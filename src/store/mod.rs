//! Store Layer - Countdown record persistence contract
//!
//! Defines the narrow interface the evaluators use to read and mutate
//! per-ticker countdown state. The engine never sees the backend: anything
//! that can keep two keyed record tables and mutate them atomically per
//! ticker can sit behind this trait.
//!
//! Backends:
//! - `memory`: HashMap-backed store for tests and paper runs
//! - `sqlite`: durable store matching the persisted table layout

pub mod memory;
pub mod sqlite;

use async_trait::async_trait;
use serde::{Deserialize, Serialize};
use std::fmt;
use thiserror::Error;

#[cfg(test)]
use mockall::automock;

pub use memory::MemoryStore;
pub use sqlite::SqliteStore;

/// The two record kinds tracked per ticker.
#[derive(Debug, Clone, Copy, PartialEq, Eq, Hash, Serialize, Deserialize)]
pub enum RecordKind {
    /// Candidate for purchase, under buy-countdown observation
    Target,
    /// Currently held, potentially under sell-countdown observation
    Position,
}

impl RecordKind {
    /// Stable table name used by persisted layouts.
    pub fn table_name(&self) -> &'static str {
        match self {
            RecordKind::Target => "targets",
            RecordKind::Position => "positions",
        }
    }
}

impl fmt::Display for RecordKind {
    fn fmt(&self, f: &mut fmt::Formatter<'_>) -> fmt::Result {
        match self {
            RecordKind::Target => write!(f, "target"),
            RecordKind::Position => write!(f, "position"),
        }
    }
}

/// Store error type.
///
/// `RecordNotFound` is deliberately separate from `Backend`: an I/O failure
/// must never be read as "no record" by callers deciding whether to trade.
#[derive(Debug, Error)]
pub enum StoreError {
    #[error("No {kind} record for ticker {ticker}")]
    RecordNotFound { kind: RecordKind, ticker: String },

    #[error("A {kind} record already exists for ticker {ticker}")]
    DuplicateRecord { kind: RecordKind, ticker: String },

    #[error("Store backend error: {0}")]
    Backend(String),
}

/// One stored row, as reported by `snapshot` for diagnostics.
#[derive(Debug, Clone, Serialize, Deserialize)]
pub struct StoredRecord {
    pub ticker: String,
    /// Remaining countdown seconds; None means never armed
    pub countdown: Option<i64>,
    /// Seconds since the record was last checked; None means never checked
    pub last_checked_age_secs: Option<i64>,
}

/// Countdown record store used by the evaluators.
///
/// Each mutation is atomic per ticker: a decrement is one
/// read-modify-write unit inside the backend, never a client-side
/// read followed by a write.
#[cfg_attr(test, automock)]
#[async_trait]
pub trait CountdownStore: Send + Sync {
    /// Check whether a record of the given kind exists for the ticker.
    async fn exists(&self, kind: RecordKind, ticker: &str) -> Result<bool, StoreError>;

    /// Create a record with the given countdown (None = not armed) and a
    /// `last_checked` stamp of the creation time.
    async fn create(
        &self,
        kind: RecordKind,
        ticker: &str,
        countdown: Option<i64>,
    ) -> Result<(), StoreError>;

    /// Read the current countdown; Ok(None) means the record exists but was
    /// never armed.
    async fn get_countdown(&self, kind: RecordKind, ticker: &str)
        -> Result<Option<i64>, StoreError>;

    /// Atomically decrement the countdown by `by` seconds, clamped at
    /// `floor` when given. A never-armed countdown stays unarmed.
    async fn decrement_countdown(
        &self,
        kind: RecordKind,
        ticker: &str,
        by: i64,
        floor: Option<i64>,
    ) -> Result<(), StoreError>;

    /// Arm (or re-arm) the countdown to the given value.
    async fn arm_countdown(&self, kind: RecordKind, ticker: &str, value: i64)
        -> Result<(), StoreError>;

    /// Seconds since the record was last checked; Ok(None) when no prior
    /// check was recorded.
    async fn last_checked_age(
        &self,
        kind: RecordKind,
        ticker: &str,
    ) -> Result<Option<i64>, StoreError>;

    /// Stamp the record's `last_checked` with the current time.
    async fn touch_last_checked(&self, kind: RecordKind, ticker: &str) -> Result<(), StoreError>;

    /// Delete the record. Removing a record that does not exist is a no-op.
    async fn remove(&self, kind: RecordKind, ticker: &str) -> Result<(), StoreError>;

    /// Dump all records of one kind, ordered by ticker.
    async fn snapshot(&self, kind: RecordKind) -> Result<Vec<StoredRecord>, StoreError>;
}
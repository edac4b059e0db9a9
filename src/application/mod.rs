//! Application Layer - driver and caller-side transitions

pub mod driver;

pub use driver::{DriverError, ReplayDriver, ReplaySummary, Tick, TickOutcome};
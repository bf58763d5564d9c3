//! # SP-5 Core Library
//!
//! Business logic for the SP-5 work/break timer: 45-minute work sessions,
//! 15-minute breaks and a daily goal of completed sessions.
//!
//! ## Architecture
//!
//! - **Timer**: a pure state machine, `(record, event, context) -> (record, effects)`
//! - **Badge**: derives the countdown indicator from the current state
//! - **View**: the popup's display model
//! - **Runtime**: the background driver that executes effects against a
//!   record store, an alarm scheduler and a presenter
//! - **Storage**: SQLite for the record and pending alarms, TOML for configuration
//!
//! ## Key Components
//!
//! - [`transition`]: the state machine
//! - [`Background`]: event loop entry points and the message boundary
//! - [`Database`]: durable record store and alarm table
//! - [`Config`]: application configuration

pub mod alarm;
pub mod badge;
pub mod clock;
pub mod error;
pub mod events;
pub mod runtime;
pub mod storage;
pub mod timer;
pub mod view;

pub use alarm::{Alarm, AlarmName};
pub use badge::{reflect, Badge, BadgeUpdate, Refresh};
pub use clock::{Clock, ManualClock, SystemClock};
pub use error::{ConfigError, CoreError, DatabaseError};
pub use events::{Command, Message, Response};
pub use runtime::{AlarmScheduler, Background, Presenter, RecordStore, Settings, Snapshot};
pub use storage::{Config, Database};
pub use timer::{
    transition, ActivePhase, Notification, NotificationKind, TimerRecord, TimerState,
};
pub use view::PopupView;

******************************

Line count for the string "driver": please say how many lines in the entries above contain it, with no other words.

4